• Input material:

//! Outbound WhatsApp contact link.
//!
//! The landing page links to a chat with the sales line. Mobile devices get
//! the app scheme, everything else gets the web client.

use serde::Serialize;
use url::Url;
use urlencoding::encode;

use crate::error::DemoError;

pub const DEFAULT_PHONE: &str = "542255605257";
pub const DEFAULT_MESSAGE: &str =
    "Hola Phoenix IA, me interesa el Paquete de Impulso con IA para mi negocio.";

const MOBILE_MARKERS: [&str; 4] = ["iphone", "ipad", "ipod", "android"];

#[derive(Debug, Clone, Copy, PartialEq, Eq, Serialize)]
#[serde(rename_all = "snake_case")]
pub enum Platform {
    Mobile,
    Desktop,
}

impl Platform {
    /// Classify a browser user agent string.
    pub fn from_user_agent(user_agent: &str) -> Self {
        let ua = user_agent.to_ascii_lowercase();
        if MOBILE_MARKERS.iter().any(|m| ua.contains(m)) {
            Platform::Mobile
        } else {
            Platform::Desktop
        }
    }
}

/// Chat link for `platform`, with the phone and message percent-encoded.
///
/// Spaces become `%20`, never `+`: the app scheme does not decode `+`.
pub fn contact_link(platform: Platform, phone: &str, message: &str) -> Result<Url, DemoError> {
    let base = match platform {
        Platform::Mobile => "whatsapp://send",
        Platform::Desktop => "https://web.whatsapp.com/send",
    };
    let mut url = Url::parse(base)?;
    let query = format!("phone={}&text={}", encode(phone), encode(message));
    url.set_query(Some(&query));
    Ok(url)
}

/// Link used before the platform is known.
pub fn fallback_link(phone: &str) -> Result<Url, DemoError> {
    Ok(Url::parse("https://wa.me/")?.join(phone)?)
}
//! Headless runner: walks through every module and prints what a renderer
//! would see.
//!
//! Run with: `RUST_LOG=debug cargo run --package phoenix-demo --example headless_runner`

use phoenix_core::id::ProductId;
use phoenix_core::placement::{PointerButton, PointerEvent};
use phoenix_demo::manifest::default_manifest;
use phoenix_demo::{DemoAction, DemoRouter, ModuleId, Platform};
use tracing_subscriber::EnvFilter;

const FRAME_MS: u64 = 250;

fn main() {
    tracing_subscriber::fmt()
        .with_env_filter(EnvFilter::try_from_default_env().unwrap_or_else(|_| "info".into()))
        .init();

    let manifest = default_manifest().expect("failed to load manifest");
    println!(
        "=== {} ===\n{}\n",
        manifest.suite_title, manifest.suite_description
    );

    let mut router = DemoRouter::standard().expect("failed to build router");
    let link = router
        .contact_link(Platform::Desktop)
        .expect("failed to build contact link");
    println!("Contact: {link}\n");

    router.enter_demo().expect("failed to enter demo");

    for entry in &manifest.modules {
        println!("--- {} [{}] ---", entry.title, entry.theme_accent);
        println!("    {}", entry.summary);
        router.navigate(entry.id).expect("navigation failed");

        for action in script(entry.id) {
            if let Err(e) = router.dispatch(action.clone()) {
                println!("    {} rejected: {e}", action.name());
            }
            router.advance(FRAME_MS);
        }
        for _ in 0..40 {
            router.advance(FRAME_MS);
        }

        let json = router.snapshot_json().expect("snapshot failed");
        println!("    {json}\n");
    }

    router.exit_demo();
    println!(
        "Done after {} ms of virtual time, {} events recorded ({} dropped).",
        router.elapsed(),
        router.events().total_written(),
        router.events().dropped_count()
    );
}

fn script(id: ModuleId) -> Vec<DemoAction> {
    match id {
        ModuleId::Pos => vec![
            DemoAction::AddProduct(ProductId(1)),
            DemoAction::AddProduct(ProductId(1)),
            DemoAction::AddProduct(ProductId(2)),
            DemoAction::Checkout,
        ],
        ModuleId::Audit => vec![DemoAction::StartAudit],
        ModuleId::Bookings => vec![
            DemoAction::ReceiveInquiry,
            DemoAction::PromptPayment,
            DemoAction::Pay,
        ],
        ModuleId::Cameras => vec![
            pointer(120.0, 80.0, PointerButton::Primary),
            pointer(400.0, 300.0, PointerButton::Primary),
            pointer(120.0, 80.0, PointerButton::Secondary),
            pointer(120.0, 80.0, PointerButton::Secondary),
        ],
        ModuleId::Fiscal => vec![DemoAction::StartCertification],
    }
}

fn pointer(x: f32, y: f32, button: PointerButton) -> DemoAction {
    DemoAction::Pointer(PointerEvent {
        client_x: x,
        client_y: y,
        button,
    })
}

• Task instructions: From the data above, copy each line that holds "println".

• Your response:
    println!(
    println!("Contact: {link}\n");
        println!("--- {} [{}] ---", entry.title, entry.theme_accent);
        println!("    {}", entry.summary);
                println!("    {} rejected: {e}", action.name());
        println!("    {json}\n");
    println!(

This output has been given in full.